= What to work on =
Look through the material beneath and copy each line with the word "level".

= Listed records =
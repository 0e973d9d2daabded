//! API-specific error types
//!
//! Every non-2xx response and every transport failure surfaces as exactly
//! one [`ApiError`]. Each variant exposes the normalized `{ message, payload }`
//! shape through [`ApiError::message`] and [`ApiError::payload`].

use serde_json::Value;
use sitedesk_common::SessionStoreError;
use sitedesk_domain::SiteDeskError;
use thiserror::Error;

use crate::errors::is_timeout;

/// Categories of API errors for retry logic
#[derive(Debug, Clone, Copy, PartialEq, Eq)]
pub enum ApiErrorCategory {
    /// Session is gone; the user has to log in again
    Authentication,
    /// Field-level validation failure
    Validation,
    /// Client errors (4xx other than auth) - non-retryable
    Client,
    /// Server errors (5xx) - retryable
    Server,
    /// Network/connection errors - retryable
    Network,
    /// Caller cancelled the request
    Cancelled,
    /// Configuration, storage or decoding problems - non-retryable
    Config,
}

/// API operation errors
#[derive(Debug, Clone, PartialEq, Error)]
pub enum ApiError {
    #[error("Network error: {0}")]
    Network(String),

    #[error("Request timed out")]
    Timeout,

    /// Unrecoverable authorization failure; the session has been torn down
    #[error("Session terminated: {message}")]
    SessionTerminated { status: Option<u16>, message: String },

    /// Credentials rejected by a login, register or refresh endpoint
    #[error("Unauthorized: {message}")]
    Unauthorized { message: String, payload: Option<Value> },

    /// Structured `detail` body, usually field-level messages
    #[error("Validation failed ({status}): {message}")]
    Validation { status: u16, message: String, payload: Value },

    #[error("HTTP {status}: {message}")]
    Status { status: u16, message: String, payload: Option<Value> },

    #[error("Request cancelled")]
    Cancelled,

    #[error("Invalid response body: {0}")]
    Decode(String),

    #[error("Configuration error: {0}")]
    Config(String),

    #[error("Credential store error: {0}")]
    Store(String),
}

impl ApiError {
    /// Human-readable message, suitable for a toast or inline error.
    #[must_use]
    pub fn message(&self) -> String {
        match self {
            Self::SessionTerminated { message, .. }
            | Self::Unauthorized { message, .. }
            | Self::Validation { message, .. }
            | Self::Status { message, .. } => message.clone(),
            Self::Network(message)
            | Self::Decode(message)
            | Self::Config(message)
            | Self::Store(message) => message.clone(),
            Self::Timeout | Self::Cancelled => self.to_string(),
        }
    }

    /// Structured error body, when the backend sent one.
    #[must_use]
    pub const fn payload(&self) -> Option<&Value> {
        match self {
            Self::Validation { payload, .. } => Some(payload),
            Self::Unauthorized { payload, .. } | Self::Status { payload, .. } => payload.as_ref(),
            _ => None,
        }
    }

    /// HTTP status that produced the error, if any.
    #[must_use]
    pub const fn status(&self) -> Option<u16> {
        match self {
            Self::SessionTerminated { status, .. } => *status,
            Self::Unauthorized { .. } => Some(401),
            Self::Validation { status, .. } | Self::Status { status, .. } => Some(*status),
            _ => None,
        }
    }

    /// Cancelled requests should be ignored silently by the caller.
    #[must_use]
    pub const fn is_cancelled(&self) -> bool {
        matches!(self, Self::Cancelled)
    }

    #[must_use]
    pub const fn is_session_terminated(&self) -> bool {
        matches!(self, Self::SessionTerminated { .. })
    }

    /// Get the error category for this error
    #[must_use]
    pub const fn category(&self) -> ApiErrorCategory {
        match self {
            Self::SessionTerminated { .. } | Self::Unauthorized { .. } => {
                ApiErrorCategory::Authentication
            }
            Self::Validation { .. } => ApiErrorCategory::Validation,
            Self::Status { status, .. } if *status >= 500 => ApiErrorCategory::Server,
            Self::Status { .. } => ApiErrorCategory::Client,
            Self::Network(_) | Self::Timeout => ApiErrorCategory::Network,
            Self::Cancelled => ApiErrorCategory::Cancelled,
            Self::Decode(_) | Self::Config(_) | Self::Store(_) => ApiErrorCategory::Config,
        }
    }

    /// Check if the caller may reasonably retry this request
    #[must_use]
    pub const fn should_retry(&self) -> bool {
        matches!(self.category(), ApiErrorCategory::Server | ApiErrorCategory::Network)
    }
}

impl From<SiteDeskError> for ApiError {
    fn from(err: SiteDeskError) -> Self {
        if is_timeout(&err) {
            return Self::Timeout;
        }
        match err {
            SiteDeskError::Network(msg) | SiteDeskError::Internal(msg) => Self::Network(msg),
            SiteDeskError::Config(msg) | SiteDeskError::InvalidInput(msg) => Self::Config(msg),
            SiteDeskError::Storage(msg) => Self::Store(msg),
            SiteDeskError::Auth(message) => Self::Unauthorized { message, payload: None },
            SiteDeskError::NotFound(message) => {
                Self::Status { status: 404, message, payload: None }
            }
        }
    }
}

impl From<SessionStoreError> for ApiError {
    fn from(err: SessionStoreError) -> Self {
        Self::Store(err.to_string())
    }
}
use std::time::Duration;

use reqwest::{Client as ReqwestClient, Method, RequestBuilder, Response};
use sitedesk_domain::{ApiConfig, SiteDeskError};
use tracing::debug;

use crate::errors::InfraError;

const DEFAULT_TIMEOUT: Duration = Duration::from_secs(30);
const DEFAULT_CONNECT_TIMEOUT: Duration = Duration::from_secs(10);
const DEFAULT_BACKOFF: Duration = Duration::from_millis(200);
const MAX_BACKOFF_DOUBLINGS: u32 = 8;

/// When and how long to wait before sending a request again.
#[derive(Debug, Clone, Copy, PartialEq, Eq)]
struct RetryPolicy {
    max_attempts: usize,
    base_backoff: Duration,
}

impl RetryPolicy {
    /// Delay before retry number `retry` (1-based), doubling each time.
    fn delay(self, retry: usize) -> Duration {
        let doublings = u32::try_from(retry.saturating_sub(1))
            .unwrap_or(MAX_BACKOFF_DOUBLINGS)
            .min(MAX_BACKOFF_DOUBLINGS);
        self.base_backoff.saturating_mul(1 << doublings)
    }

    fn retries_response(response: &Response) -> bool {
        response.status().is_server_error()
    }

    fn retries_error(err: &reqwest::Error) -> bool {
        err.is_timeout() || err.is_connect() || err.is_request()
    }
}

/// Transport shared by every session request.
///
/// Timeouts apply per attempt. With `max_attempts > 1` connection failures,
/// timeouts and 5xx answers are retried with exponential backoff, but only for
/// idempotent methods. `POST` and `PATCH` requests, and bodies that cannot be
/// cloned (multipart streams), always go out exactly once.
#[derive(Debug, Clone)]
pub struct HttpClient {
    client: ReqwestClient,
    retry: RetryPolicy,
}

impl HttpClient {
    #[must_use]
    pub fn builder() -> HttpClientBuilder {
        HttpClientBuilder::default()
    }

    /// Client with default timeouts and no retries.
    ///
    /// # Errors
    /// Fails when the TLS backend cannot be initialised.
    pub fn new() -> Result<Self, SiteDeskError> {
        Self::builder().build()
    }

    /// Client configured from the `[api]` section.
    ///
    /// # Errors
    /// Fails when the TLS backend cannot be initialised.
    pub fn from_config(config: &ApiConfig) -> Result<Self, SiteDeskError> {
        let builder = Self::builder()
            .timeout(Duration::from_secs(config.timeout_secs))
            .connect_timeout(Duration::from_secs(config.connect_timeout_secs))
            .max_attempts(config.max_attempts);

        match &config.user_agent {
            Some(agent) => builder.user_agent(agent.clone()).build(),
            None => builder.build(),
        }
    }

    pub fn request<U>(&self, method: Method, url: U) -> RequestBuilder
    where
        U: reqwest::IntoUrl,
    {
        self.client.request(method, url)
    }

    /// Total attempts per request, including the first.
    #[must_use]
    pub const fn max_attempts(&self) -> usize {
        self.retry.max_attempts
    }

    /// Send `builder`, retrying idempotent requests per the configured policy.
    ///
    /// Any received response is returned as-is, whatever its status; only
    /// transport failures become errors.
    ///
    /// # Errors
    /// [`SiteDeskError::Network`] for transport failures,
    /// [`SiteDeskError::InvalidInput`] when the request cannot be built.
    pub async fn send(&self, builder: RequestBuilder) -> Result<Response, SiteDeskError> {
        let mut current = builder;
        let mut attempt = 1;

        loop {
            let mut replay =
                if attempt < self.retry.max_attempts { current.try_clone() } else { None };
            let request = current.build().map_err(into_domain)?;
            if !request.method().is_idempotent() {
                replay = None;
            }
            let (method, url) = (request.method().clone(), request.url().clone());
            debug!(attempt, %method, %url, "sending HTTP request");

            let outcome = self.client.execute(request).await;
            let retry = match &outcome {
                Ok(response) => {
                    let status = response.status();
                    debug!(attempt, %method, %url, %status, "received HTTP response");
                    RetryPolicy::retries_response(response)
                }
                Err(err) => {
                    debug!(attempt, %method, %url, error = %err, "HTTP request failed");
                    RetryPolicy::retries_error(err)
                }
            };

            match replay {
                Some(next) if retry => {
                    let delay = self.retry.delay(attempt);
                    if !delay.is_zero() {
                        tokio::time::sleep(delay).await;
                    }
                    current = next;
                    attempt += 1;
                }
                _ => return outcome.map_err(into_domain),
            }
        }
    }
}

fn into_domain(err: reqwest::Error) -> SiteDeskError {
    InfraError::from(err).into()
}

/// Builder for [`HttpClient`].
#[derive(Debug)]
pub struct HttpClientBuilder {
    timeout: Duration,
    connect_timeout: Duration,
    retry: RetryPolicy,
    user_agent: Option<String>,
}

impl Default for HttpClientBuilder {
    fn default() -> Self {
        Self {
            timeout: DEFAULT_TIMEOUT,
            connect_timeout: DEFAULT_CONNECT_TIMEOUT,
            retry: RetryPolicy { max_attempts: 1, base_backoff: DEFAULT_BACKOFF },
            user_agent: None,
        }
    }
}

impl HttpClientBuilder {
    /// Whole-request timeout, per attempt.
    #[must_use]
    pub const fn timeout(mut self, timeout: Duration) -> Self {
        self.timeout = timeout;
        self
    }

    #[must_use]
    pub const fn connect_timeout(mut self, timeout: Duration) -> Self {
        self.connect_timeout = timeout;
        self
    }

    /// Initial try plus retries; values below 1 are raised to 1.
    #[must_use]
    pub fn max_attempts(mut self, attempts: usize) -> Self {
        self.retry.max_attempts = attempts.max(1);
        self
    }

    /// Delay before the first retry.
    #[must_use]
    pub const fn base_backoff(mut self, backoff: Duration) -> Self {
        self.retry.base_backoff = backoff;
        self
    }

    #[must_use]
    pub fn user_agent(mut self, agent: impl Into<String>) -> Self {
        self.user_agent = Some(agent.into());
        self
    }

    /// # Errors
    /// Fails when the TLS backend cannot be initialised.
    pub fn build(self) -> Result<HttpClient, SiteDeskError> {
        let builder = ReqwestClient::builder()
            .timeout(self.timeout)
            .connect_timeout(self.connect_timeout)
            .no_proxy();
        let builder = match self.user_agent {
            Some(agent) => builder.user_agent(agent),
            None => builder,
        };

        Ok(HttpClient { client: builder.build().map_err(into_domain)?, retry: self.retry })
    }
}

= Answer below =
    /// Field-level validation failure
    /// Structured `detail` body, usually field-level messages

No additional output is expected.